Monday, Mar. 17, 1958
Premieres
Before he decided to be a full-time composer at 27, Walter Piston worked as a draftsman for the old Boston Elevated Railway (he helped draw plans for an "articulated streetcar") and studied painting. His painting teacher advised him: "Don't be afraid to make a poor one." Since then, unafraid Composer Piston, now 64, has turned out a steady flow of works, none of them poor, most (including a 1948 Pulitzer-prizewinning Third Symphony) concise, witty, technically brilliant. Last week the Boston Symphony Orchestra performed the latest Piston, Concerto for Viola and Orchestra, to warm applause.
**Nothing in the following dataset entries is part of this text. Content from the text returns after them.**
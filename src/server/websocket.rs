use futures_util::{SinkExt, StreamExt};
use std::collections::HashMap;
use std::net::SocketAddr;
use std::sync::atomic::{AtomicUsize, Ordering};
use std::sync::Arc;
use tokio::net::{TcpListener, TcpStream};
use tokio::sync::{mpsc, RwLock};
use tokio_tungstenite::{accept_async, tungstenite::Message};

use super::types::{ServerState, WsMessage};

type Tx = mpsc::UnboundedSender<Message>;
type PeerMap = Arc<RwLock<HashMap<usize, Tx>>>;

/// WebSocket接続管理状態
pub struct WebSocketState {
    peers: PeerMap,
    next_peer_id: AtomicUsize,
}

impl WebSocketState {
    pub fn new() -> Self {
        Self {
            peers: Arc::new(RwLock::new(HashMap::new())),
            next_peer_id: AtomicUsize::new(0),
        }
    }

    /// 新しいピアIDを取得
    pub fn next_id(&self) -> usize {
        self.next_peer_id.fetch_add(1, Ordering::SeqCst)
    }

    /// ピアを追加
    pub async fn add_peer(&self, peer_id: usize, tx: Tx) {
        let mut peers = self.peers.write().await;
        peers.insert(peer_id, tx);
        log::info!("WebSocket peer {} connected. Total peers: {}", peer_id, peers.len());
    }

    /// ピアを削除
    pub async fn remove_peer(&self, peer_id: usize) {
        let mut peers = self.peers.write().await;
        peers.remove(&peer_id);
        log::info!("WebSocket peer {} disconnected. Total peers: {}", peer_id, peers.len());
    }

    pub async fn peer_count(&self) -> usize {
        self.peers.read().await.len()
    }

    /// 全ピアにメッセージをブロードキャスト
    pub async fn broadcast(&self, message: WsMessage) {
        let json = match serde_json::to_string(&message) {
            Ok(j) => j,
            Err(e) => {
                log::error!("Failed to serialize WebSocket message: {}", e);
                return;
            }
        };

        let peers = self.peers.read().await;
        let msg = Message::Text(json);

        for (peer_id, tx) in peers.iter() {
            if let Err(e) = tx.send(msg.clone()) {
                log::warn!("Failed to send message to peer {}: {}", peer_id, e);
            }
        }

        log::debug!("Broadcasted message to {} peers", peers.len());
    }
}

impl Default for WebSocketState {
    fn default() -> Self {
        Self::new()
    }
}

/// WebSocketサーバーを起動
pub async fn start_websocket_server(
    addr: SocketAddr,
    state: ServerState,
) -> Result<(), Box<dyn std::error::Error + Send + Sync>> {
    let listener = TcpListener::bind(addr).await?;
    log::info!("WebSocket server listening on ws://{}/ws", addr);
    serve_websocket(listener, state).await;
    Ok(())
}

/// 待受済みのリスナーで接続を受け付ける
pub async fn serve_websocket(listener: TcpListener, state: ServerState) {
    while let Ok((stream, peer_addr)) = listener.accept().await {
        log::info!("New WebSocket connection from: {}", peer_addr);
        tokio::spawn(handle_connection(Arc::clone(&state), stream));
    }
}

/// WebSocket接続を処理
async fn handle_connection(state: ServerState, stream: TcpStream) {
    let ws_stream = match accept_async(stream).await {
        Ok(ws) => ws,
        Err(e) => {
            log::error!("WebSocket handshake failed: {}", e);
            return;
        }
    };

    let (mut ws_sender, mut ws_receiver) = ws_stream.split();
    let (tx, mut rx) = mpsc::unbounded_channel::<Message>();

    let peer_id = state.read().await.next_id();
    state.read().await.add_peer(peer_id, tx).await;

    // 送信タスク: チャネルからメッセージを受信してWebSocketに送信
    let send_task = tokio::spawn(async move {
        while let Some(msg) = rx.recv().await {
            if ws_sender.send(msg).await.is_err() {
                break;
            }
        }
    });

    // 受信タスク: クライアントからのメッセージは読み捨てる
    let recv_task = tokio::spawn(async move {
        while let Some(result) = ws_receiver.next().await {
            match result {
                Ok(msg) if msg.is_close() => {
                    log::info!("Peer {} sent close frame", peer_id);
                    break;
                }
                Ok(_) => {}
                Err(e) => {
                    log::warn!("WebSocket error from peer {}: {}", peer_id, e);
                    break;
                }
            }
        }
    });

    tokio::select! {
        _ = send_task => {},
        _ = recv_task => {},
    }

    state.read().await.remove_peer(peer_id).await;
    log::info!("WebSocket connection closed for peer {}", peer_id);
}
As played by the Boston's first-rate Violist Joseph de Pasquale, the concerto unfolded as a simple, strongly exuberant piece with clear orchestral coloration and precise balance. In its climactic third movement, there was plenty of agitation, some gay syncopation, and an enticing dialogue between the solo viola and the orchestra. All in all, another reason to be grateful that Walter Piston got off that streetcar and turned to composing.
Some other new works performed last week:
P: French Composer Henry Barraud's Third Symphony, played on the same program with Piston. It proved to be a craggy piece that achieved its emotional impact through a series of sharp contrasts. The music was by turn slow, dense, lyrical, harsh, full of sharp emotional edges. Composer Barraud got a polite hearing but sent his audience delving into their programs in search of the unifying idea the music seemed to lack. CJ Peter Mennin's Piano Concerto, performed in Manhattan by the Cleveland Orchestra, which commissioned the work, along with eight others, to celebrate its 40th anniversary. The work by 34-year-old Juilliard Teacher Mennin was driving, gusty, brilliantly animated, but it often seemed more like an exercise in pure virtuosity than a statement of musical intent.
P: Spanish Composer Joaquin Rodrigo's Fantasia para Gentilhombre, performed by the San Francisco Symphony under Spanish Conductor Enrique Jorda, with famed Spanish Guitarist Andres Segovia as soloist. Said blind Joaquin Rodrigo, 55, Spain's No. 1 contemporary composer: "I was afraid to compose a work for so great a guitarist." Replied Segovia: "I was afraid to perform it." After the low Spanish bows were over, soloist and orchestra set to work, unveiled an appealing, fastidious, slightly melancholy piece whose dance rhythms gave Segovia's guitar a chance to enthrall the audience.